As Goes Texas

As Goes Texas

Etched in Stone

Etched in Stone


English horror author, writing about the Balkans.

Made me think of the original Texas, split into categories, striated subdivisions, lands that were. Where the natural land forms a series of different areas, and, when I was growing up?

There were five distinct regions, each bounded by a single phone area code. Ft. Worth was 817, Austin 512, San Antonio and South Texas, 210 — five zones. Dallas, clearly East Texas, with Ft. Worth definitively the gateway to West Texas. El Paso, on Mountain. time, obviously an entity all its own, 915. New Mexico was all 505. AZ 602.

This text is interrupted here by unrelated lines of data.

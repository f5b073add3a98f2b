//! Integration tests for the toolrig binary
//!
//! These run the built binary against temporary projects whose drivers wrap
//! `sh`, and check its output, exit codes and leftover files.
#![cfg(unix)]
#![allow(missing_docs)]

use std::path::Path;
use std::process::{Command, Output};
use tempfile::TempDir;

fn write(path: &Path, content: &str) {
    std::fs::create_dir_all(path.parent().unwrap()).unwrap();
    std::fs::write(path, content).unwrap();
}

fn toolrig(root: &Path, args: &[&str]) -> Output {
    Command::new(env!("CARGO_BIN_EXE_toolrig"))
        .arg("--root")
        .arg(root)
        .args(args)
        .env_remove("RUST_LOG")
        .env_remove("TOOLRIG_CONCURRENCY")
        .env_remove("TOOLRIG_GRAPH")
        .output()
        .unwrap()
}

fn project(settings: &str) -> TempDir {
    let root = TempDir::new().unwrap();
    write(&root.path().join(".config/toolrig.toml"), settings);
    root
}

const GREET: &str = r#"
[drivers.greet]
bin = "sh"
args = ["-c", "echo \"hi $1\"", "sh"]
config_strategy = "none"
"#;

#[test]
fn test_run_echoes_tool_output() {
    let root = project(GREET);
    let output = toolrig(root.path(), &["run", "greet", "there"]);

    assert!(output.status.success(), "{output:?}");
    assert_eq!(String::from_utf8_lossy(&output.stdout), "hi there\n");
}

#[test]
fn test_tool_exit_code_is_propagated() {
    let root = project(
        r#"
[drivers.fail]
bin = "sh"
args = ["-c", "echo broken >&2; exit 7"]
config_strategy = "none"
"#,
    );
    let output = toolrig(root.path(), &["run", "fail"]);

    assert_eq!(output.status.code(), Some(7));
    assert!(String::from_utf8_lossy(&output.stderr).contains("broken"));
}

#[test]
fn test_unknown_driver_fails() {
    let root = project(GREET);
    let output = toolrig(root.path(), &["run", "missing"]);

    assert_eq!(output.status.code(), Some(1));
    assert!(String::from_utf8_lossy(&output.stderr).contains("missing"));
}

#[test]
fn test_invalid_settings_are_reported() {
    let root = project("[execute]\nconcurrency = \"many\"\n");
    let output = toolrig(root.path(), &["run", "greet"]);

    assert!(!output.status.success());
    assert!(String::from_utf8_lossy(&output.stderr).contains("toolrig.toml"));
}

#[test]
fn test_configure_writes_config_and_lists_it() {
    let root = project(
        r#"
[drivers.lint]
config_name = "lint.config.json"
"#,
    );
    write(
        &root.path().join(".config/toolrig/lint.yaml"),
        "rules:\n  semi: error\n",
    );

    let output = toolrig(root.path(), &["configure", "lint"]);

    assert!(output.status.success(), "{output:?}");
    assert_eq!(
        String::from_utf8_lossy(&output.stdout),
        "lint\tlint.config.json\n"
    );
    let written = std::fs::read_to_string(root.path().join("lint.config.json")).unwrap();
    assert!(written.contains("\"semi\": \"error\""));
}

#[test]
fn test_workspaces_flag_before_driver() {
    let root = project(
        r#"
[drivers.mark]
bin = "sh"
args = ["-c", "touch marker"]
config_strategy = "none"
"#,
    );
    write(
        &root.path().join("package.json"),
        r#"{"name": "repo", "private": true, "workspaces": ["packages/*"]}"#,
    );
    write(&root.path().join("packages/a/package.json"), r#"{"name": "a"}"#);
    write(&root.path().join("packages/b/package.json"), r#"{"name": "b"}"#);

    let output = toolrig(root.path(), &["run", "--workspaces=b", "mark"]);

    assert!(output.status.success(), "{output:?}");
    assert!(root.path().join("packages/b/marker").exists());
    assert!(!root.path().join("packages/a/marker").exists());
}
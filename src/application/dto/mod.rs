//! Data Transfer Objects
//!
//! DTOs for API request/response serialization.

pub mod request;
pub mod response;

pub use response::ApiResponse;
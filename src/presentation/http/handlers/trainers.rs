//! Trainer Handlers

use axum::{extract::State, http::StatusCode, Json};
use serde_json::Value;

use crate::application::dto::request::TrainerRequest;
use crate::application::dto::ApiResponse;
use crate::domain::{ScheduleDetail, Trainer};
use crate::presentation::http::extractors::{Id, ValidatedJson};
use crate::shared::error::AppError;
use crate::startup::AppState;

/// List all trainers with their club names
pub async fn list_trainers(
    State(state): State<AppState>,
) -> Result<Json<ApiResponse<Vec<Trainer>>>, AppError> {
    let trainers = state.trainers.list().await?;
    Ok(Json(ApiResponse::list(trainers)))
}

pub async fn get_trainer(
    State(state): State<AppState>,
    Id(trainer_id): Id,
) -> Result<Json<ApiResponse<Trainer>>, AppError> {
    let trainer = state
        .trainers
        .find_by_id(trainer_id)
        .await?
        .ok_or_else(|| AppError::NotFound("Trainer not found".into()))?;

    Ok(Json(ApiResponse::item(trainer)))
}

/// Sessions led by a trainer
pub async fn get_trainer_schedule(
    State(state): State<AppState>,
    Id(trainer_id): Id,
) -> Result<Json<ApiResponse<Vec<ScheduleDetail>>>, AppError> {
    let schedule = state.trainers.schedule_for_trainer(trainer_id).await?;
    Ok(Json(ApiResponse::list(schedule)))
}

pub async fn create_trainer(
    State(state): State<AppState>,
    ValidatedJson(body): ValidatedJson<TrainerRequest>,
) -> Result<(StatusCode, Json<ApiResponse<Value>>), AppError> {
    let hire_date = body.hire_date();
    let trainer_id = state.trainers.create(&body.into_fields(), hire_date).await?;

    tracing::info!(trainer_id, "Trainer created");

    Ok((
        StatusCode::CREATED,
        Json(ApiResponse::created(
            "Trainer created successfully",
            "trainer_id",
            trainer_id,
        )),
    ))
}

pub async fn update_trainer(
    State(state): State<AppState>,
    Id(trainer_id): Id,
    ValidatedJson(body): ValidatedJson<TrainerRequest>,
) -> Result<Json<ApiResponse<()>>, AppError> {
    state.trainers.update(trainer_id, &body.into_fields()).await?;
    Ok(Json(ApiResponse::message("Trainer updated successfully")))
}

pub async fn delete_trainer(
    State(state): State<AppState>,
    Id(trainer_id): Id,
) -> Result<Json<ApiResponse<()>>, AppError> {
    state.trainers.delete(trainer_id).await?;
    Ok(Json(ApiResponse::message("Trainer deleted successfully")))
}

My favorite map of old Texas include the notion that the western flank runs up the front range of the Rocky Mountains, all the way to Wyoming. The western terminus, was, at one time, the Rio Grande, all the way through its headwaters in what is now northern New Mexico. Never popular to note that.

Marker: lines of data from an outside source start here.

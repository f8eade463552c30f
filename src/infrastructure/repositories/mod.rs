//! Repository Implementations
//!
//! PostgreSQL implementations of domain repository traits.
//!
//! ## Available Repositories
//!
//! - **PgMemberRepository** - Member registration and profile data
//! - **PgClubRepository** - Club locations
//! - **PgTrainerRepository** - Trainers and their session schedules
//! - **PgWorkoutTypeRepository** - Class templates
//! - **PgWorkoutScheduleRepository** - Bookable sessions and administrative capacity edits
//! - **PgMembershipRepository** - Member/club contracts
//! - **PgAttendanceRepository** - Check-in records and the atomic seat-counter writes
//!
//! ## Usage Example
//!
//! ```rust,ignore
//! use sqlx::PgPool;
//! use crate::infrastructure::repositories::{PgAttendanceRepository, PgWorkoutScheduleRepository};
//!
//! fn setup_repositories(pool: PgPool) {
//!     let attendance_repo = PgAttendanceRepository::new(pool.clone());
//!     let schedule_repo = PgWorkoutScheduleRepository::new(pool);
//! }
//! ```

pub mod attendance_repository;
pub mod club_repository;
pub mod member_repository;
pub mod membership_repository;
pub mod schedule_repository;
pub mod trainer_repository;
pub mod workout_type_repository;

pub use attendance_repository::PgAttendanceRepository;
pub use club_repository::PgClubRepository;
pub use member_repository::PgMemberRepository;
pub use membership_repository::PgMembershipRepository;
pub use schedule_repository::PgWorkoutScheduleRepository;
pub use trainer_repository::PgTrainerRepository;
pub use workout_type_repository::PgWorkoutTypeRepository;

Another historical, or hysterical, notation, the idea that Texas reserved the right to split into five states, along the lines of the geographical delineations, as outlined by the phone company’s demarcation. Back in the bad, old days, Dallas was one area code and calling the sister city, Ft. Worth, was “long distance,” wherein the usual rate applied.

One client, born in a trailer park near the hard, New Mexico line, had a certain knack, an ability to tell within a sentence or two, which place in Texas that accent derived from. From whence they came? Speaks to a certain skill set and, of course, facility with language, plus a damn fine ear, but that’s not the point, it’s about the distinctly different geographical ares, all part of one state.

Texas was a country, once.

Texas, somehow, refused to be balkanized, and historically, I’m unsure of how that happened.

Despite our differences, this might be a more usable model.